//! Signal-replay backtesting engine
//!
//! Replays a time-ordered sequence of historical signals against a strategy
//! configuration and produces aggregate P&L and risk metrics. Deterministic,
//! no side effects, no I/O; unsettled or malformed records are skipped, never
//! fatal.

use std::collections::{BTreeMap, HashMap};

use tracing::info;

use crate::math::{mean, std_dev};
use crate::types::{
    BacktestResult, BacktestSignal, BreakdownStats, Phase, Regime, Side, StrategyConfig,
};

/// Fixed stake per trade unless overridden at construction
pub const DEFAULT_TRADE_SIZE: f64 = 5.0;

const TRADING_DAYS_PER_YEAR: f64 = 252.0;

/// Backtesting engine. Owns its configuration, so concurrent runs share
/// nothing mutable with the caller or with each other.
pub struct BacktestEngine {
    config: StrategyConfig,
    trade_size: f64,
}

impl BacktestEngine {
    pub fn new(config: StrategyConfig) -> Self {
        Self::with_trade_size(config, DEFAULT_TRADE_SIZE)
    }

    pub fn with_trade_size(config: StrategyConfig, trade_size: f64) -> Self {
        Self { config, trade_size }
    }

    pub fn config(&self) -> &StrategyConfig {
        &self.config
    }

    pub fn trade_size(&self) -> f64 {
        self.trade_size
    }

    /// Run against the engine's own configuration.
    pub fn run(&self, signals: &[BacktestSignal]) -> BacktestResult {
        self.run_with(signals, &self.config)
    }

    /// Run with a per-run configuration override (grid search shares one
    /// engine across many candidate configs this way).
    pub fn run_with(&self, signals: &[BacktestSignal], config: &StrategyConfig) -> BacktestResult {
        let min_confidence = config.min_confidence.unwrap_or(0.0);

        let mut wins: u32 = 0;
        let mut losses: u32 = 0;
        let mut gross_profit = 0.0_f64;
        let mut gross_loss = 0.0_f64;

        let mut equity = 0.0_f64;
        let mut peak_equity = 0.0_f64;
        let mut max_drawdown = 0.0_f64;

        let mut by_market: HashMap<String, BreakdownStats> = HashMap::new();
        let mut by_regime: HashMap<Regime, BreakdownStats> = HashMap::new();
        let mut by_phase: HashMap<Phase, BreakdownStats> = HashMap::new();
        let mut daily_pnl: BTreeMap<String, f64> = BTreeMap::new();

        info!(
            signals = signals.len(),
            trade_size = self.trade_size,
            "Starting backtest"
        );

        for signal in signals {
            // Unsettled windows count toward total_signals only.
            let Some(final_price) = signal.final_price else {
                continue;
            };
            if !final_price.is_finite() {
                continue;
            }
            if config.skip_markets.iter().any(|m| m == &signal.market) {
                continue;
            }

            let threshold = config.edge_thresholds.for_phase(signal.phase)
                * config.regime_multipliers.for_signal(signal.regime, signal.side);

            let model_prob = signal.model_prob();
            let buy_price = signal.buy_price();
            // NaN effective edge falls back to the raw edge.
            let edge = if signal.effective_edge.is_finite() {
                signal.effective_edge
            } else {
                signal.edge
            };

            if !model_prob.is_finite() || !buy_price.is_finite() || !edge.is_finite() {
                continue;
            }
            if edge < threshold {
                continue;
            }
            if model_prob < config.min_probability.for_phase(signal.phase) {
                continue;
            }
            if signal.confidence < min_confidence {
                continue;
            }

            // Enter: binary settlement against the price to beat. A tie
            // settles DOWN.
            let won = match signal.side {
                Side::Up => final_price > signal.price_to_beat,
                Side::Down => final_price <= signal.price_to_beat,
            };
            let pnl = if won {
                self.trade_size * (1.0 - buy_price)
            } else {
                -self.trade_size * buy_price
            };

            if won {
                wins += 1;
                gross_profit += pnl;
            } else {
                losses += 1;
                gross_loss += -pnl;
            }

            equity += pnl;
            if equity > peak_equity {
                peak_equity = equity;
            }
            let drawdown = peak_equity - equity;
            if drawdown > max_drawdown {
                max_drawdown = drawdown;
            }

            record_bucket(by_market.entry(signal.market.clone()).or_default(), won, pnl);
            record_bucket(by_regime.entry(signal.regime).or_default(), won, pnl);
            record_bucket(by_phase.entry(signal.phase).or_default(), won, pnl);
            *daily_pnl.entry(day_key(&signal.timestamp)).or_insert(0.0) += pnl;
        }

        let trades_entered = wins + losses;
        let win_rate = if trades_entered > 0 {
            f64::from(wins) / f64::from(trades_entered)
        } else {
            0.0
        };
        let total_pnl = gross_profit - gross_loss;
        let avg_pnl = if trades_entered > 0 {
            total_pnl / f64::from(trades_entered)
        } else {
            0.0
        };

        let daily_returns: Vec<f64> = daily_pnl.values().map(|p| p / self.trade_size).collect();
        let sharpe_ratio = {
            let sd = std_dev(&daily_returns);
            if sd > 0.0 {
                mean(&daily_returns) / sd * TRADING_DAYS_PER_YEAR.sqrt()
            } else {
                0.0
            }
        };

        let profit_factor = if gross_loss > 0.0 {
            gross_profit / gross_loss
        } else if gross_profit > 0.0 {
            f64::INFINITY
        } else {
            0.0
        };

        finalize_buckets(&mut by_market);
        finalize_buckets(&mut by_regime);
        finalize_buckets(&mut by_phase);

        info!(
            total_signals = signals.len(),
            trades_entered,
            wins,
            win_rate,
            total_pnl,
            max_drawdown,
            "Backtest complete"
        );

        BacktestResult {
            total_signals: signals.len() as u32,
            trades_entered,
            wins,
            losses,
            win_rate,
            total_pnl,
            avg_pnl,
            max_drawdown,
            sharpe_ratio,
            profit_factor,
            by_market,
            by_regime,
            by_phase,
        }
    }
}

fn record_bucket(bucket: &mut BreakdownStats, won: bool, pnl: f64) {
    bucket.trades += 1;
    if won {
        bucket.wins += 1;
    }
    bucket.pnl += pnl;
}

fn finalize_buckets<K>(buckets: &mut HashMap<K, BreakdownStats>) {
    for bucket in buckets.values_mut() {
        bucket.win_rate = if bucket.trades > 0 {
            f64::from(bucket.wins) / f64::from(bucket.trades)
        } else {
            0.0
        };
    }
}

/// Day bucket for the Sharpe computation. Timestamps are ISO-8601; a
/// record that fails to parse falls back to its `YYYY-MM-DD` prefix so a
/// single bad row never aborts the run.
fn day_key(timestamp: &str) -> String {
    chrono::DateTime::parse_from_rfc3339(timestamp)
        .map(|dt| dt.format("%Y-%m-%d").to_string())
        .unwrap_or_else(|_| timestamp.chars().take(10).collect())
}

* * * * *

Action item:
Every line from the line containing "pub fn trade_size(&self)" through the line containing "configs this way)." in the records above must be retyped exactly. Leave out the rest.

Expected answer:
    pub fn trade_size(&self) -> f64 {
        self.trade_size
    }

    /// Run against the engine's own configuration.
    pub fn run(&self, signals: &[BacktestSignal]) -> BacktestResult {
        self.run_with(signals, &self.config)
    }

    /// Run with a per-run configuration override (grid search shares one
    /// engine across many candidate configs this way).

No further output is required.